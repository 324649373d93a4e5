//! Shared test utilities for bim-envelope integration tests.
//!
//! Provides the reference document (two levels, one door type, one window
//! type) and a `RecordingDocument` that forwards to a `BimDocument` while
//! logging every host call in order.

#![allow(dead_code)]

use bim_envelope::elements::{BuiltInParameter, ElementType, ParameterValue, StructuralType};
use bim_envelope::units::{self, Unit};
use bim_envelope::{
    BimDocument, Category, ElementId, FamilySymbol, HostDocument, Length, Level, Line, Point3,
    Result,
};

// ===========================================================================
// Reference document
// ===========================================================================

/// Elevation of "Level 2" in the reference document
pub fn top_elevation() -> Length {
    units::to_internal(4000.0, Unit::Millimeters).unwrap()
}

/// Document holding "Level 1", "Level 2" and the reference door and window types
pub fn reference_document() -> BimDocument {
    let mut doc = BimDocument::with_title("Reference");
    doc.add_level(Level::new("Level 1", Length::ZERO)).unwrap();
    doc.add_level(Level::new("Level 2", top_elevation())).unwrap();
    doc.add_symbol(FamilySymbol::new(Category::Door, "Single-Flush", "0915 x 2134mm"))
        .unwrap();
    doc.add_symbol(FamilySymbol::new(Category::Window, "Fixed", "0915 x 1830mm"))
        .unwrap();
    doc
}

/// Reference levels only, no door or window types
pub fn document_without_types() -> BimDocument {
    let mut doc = BimDocument::new();
    doc.add_level(Level::new("Level 1", Length::ZERO)).unwrap();
    doc.add_level(Level::new("Level 2", top_elevation())).unwrap();
    doc
}

/// Compare two floats within `tol`
pub fn assert_close(actual: f64, expected: f64, tol: f64) {
    assert!(
        (actual - expected).abs() <= tol,
        "expected {expected}, got {actual} (tolerance {tol})"
    );
}

// ===========================================================================
// Call recording
// ===========================================================================

/// A host call as seen by `RecordingDocument`
#[derive(Debug, Clone, PartialEq)]
pub enum HostCall {
    Begin(String),
    Commit,
    Rollback,
    CreateWall { base_level: ElementId, structural: bool },
    CreateInstance { symbol: ElementId, host: ElementId, structural_type: StructuralType },
    Activate(ElementId),
    SetParameter { element: ElementId, param: BuiltInParameter, value: ParameterValue },
    FlipFacing(ElementId),
}

impl HostCall {
    pub fn is_mutation(&self) -> bool {
        !matches!(self, HostCall::Begin(_) | HostCall::Commit | HostCall::Rollback)
    }
}

/// Forwards to a `BimDocument`, recording every host call
pub struct RecordingDocument {
    pub inner: BimDocument,
    pub calls: Vec<HostCall>,
}

impl RecordingDocument {
    pub fn new(inner: BimDocument) -> Self {
        RecordingDocument {
            inner,
            calls: Vec::new(),
        }
    }

    /// Index of the first call matching `pred`
    pub fn position(&self, pred: impl Fn(&HostCall) -> bool) -> Option<usize> {
        self.calls.iter().position(pred)
    }
}

impl HostDocument for RecordingDocument {
    fn levels(&self) -> Vec<&Level> {
        self.inner.levels()
    }

    fn symbols(&self, category: Category) -> Vec<&FamilySymbol> {
        self.inner.symbols(category)
    }

    fn symbol(&self, id: ElementId) -> Option<&FamilySymbol> {
        self.inner.symbol(id)
    }

    fn element(&self, id: ElementId) -> Option<&ElementType> {
        self.inner.element(id)
    }

    fn create_wall(&mut self, line: Line, base_level: ElementId, structural: bool) -> Result<ElementId> {
        self.calls.push(HostCall::CreateWall { base_level, structural });
        self.inner.create_wall(line, base_level, structural)
    }

    fn create_family_instance(
        &mut self,
        point: Point3,
        symbol: ElementId,
        host: ElementId,
        level: ElementId,
        structural_type: StructuralType,
    ) -> Result<ElementId> {
        self.calls.push(HostCall::CreateInstance {
            symbol,
            host,
            structural_type,
        });
        self.inner
            .create_family_instance(point, symbol, host, level, structural_type)
    }

    fn activate_symbol(&mut self, symbol: ElementId) -> Result<()> {
        self.calls.push(HostCall::Activate(symbol));
        self.inner.activate_symbol(symbol)
    }

    fn set_parameter(
        &mut self,
        element: ElementId,
        param: BuiltInParameter,
        value: ParameterValue,
    ) -> Result<()> {
        self.calls.push(HostCall::SetParameter {
            element,
            param,
            value,
        });
        self.inner.set_parameter(element, param, value)
    }

    fn flip_facing(&mut self, instance: ElementId) -> Result<()> {
        self.calls.push(HostCall::FlipFacing(instance));
        self.inner.flip_facing(instance)
    }

    fn begin_transaction(&mut self, name: &str) -> Result<()> {
        self.calls.push(HostCall::Begin(name.to_string()));
        self.inner.begin_transaction(name)
    }

    fn commit_transaction(&mut self) -> Result<()> {
        self.calls.push(HostCall::Commit);
        self.inner.commit_transaction()
    }

    fn rollback_transaction(&mut self) {
        self.calls.push(HostCall::Rollback);
        self.inner.rollback_transaction()
    }

    fn has_open_transaction(&self) -> bool {
        self.inner.has_open_transaction()
    }
}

------------------------------------------------------------

WHAT THIS TASK INVOLVES
Your reply must consist of the entire listing, repeated word for word.

RESPONSE
repository 324649373d93a4e5
//! Shared test utilities for bim-envelope integration tests.
//!
//! Provides the reference document (two levels, one door type, one window
//! type) and a `RecordingDocument` that forwards to a `BimDocument` while
//! logging every host call in order.

#![allow(dead_code)]

use bim_envelope::elements::{BuiltInParameter, ElementType, ParameterValue, StructuralType};
use bim_envelope::units::{self, Unit};
use bim_envelope::{
    BimDocument, Category, ElementId, FamilySymbol, HostDocument, Length, Level, Line, Point3,
    Result,
};

// ===========================================================================
// Reference document
// ===========================================================================

/// Elevation of "Level 2" in the reference document
pub fn top_elevation() -> Length {
    units::to_internal(4000.0, Unit::Millimeters).unwrap()
}

/// Document holding "Level 1", "Level 2" and the reference door and window types
pub fn reference_document() -> BimDocument {
    let mut doc = BimDocument::with_title("Reference");
    doc.add_level(Level::new("Level 1", Length::ZERO)).unwrap();
    doc.add_level(Level::new("Level 2", top_elevation())).unwrap();
    doc.add_symbol(FamilySymbol::new(Category::Door, "Single-Flush", "0915 x 2134mm"))
        .unwrap();
    doc.add_symbol(FamilySymbol::new(Category::Window, "Fixed", "0915 x 1830mm"))
        .unwrap();
    doc
}

/// Reference levels only, no door or window types
pub fn document_without_types() -> BimDocument {
    let mut doc = BimDocument::new();
    doc.add_level(Level::new("Level 1", Length::ZERO)).unwrap();
    doc.add_level(Level::new("Level 2", top_elevation())).unwrap();
    doc
}

/// Compare two floats within `tol`
pub fn assert_close(actual: f64, expected: f64, tol: f64) {
    assert!(
        (actual - expected).abs() <= tol,
        "expected {expected}, got {actual} (tolerance {tol})"
    );
}

// ===========================================================================
// Call recording
// ===========================================================================

/// A host call as seen by `RecordingDocument`
#[derive(Debug, Clone, PartialEq)]
pub enum HostCall {
    Begin(String),
    Commit,
    Rollback,
    CreateWall { base_level: ElementId, structural: bool },
    CreateInstance { symbol: ElementId, host: ElementId, structural_type: StructuralType },
    Activate(ElementId),
    SetParameter { element: ElementId, param: BuiltInParameter, value: ParameterValue },
    FlipFacing(ElementId),
}

impl HostCall {
    pub fn is_mutation(&self) -> bool {
        !matches!(self, HostCall::Begin(_) | HostCall::Commit | HostCall::Rollback)
    }
}

/// Forwards to a `BimDocument`, recording every host call
pub struct RecordingDocument {
    pub inner: BimDocument,
    pub calls: Vec<HostCall>,
}

impl RecordingDocument {
    pub fn new(inner: BimDocument) -> Self {
        RecordingDocument {
            inner,
            calls: Vec::new(),
        }
    }

    /// Index of the first call matching `pred`
    pub fn position(&self, pred: impl Fn(&HostCall) -> bool) -> Option<usize> {
        self.calls.iter().position(pred)
    }
}

impl HostDocument for RecordingDocument {
    fn levels(&self) -> Vec<&Level> {
        self.inner.levels()
    }

    fn symbols(&self, category: Category) -> Vec<&FamilySymbol> {
        self.inner.symbols(category)
    }

    fn symbol(&self, id: ElementId) -> Option<&FamilySymbol> {
        self.inner.symbol(id)
    }

    fn element(&self, id: ElementId) -> Option<&ElementType> {
        self.inner.element(id)
    }

    fn create_wall(&mut self, line: Line, base_level: ElementId, structural: bool) -> Result<ElementId> {
        self.calls.push(HostCall::CreateWall { base_level, structural });
        self.inner.create_wall(line, base_level, structural)
    }

    fn create_family_instance(
        &mut self,
        point: Point3,
        symbol: ElementId,
        host: ElementId,
        level: ElementId,
        structural_type: StructuralType,
    ) -> Result<ElementId> {
        self.calls.push(HostCall::CreateInstance {
            symbol,
            host,
            structural_type,
        });
        self.inner
            .create_family_instance(point, symbol, host, level, structural_type)
    }

    fn activate_symbol(&mut self, symbol: ElementId) -> Result<()> {
        self.calls.push(HostCall::Activate(symbol));
        self.inner.activate_symbol(symbol)
    }

    fn set_parameter(
        &mut self,
        element: ElementId,
        param: BuiltInParameter,
        value: ParameterValue,
    ) -> Result<()> {
        self.calls.push(HostCall::SetParameter {
            element,
            param,
            value,
        });
        self.inner.set_parameter(element, param, value)
    }

    fn flip_facing(&mut self, instance: ElementId) -> Result<()> {
        self.calls.push(HostCall::FlipFacing(instance));
        self.inner.flip_facing(instance)
    }

    fn begin_transaction(&mut self, name: &str) -> Result<()> {
        self.calls.push(HostCall::Begin(name.to_string()));
        self.inner.begin_transaction(name)
    }

    fn commit_transaction(&mut self) -> Result<()> {
        self.calls.push(HostCall::Commit);
        self.inner.commit_transaction()
    }

    fn rollback_transaction(&mut self) {
        self.calls.push(HostCall::Rollback);
        self.inner.rollback_transaction()
    }

    fn has_open_transaction(&self) -> bool {
        self.inner.has_open_transaction()
    }
}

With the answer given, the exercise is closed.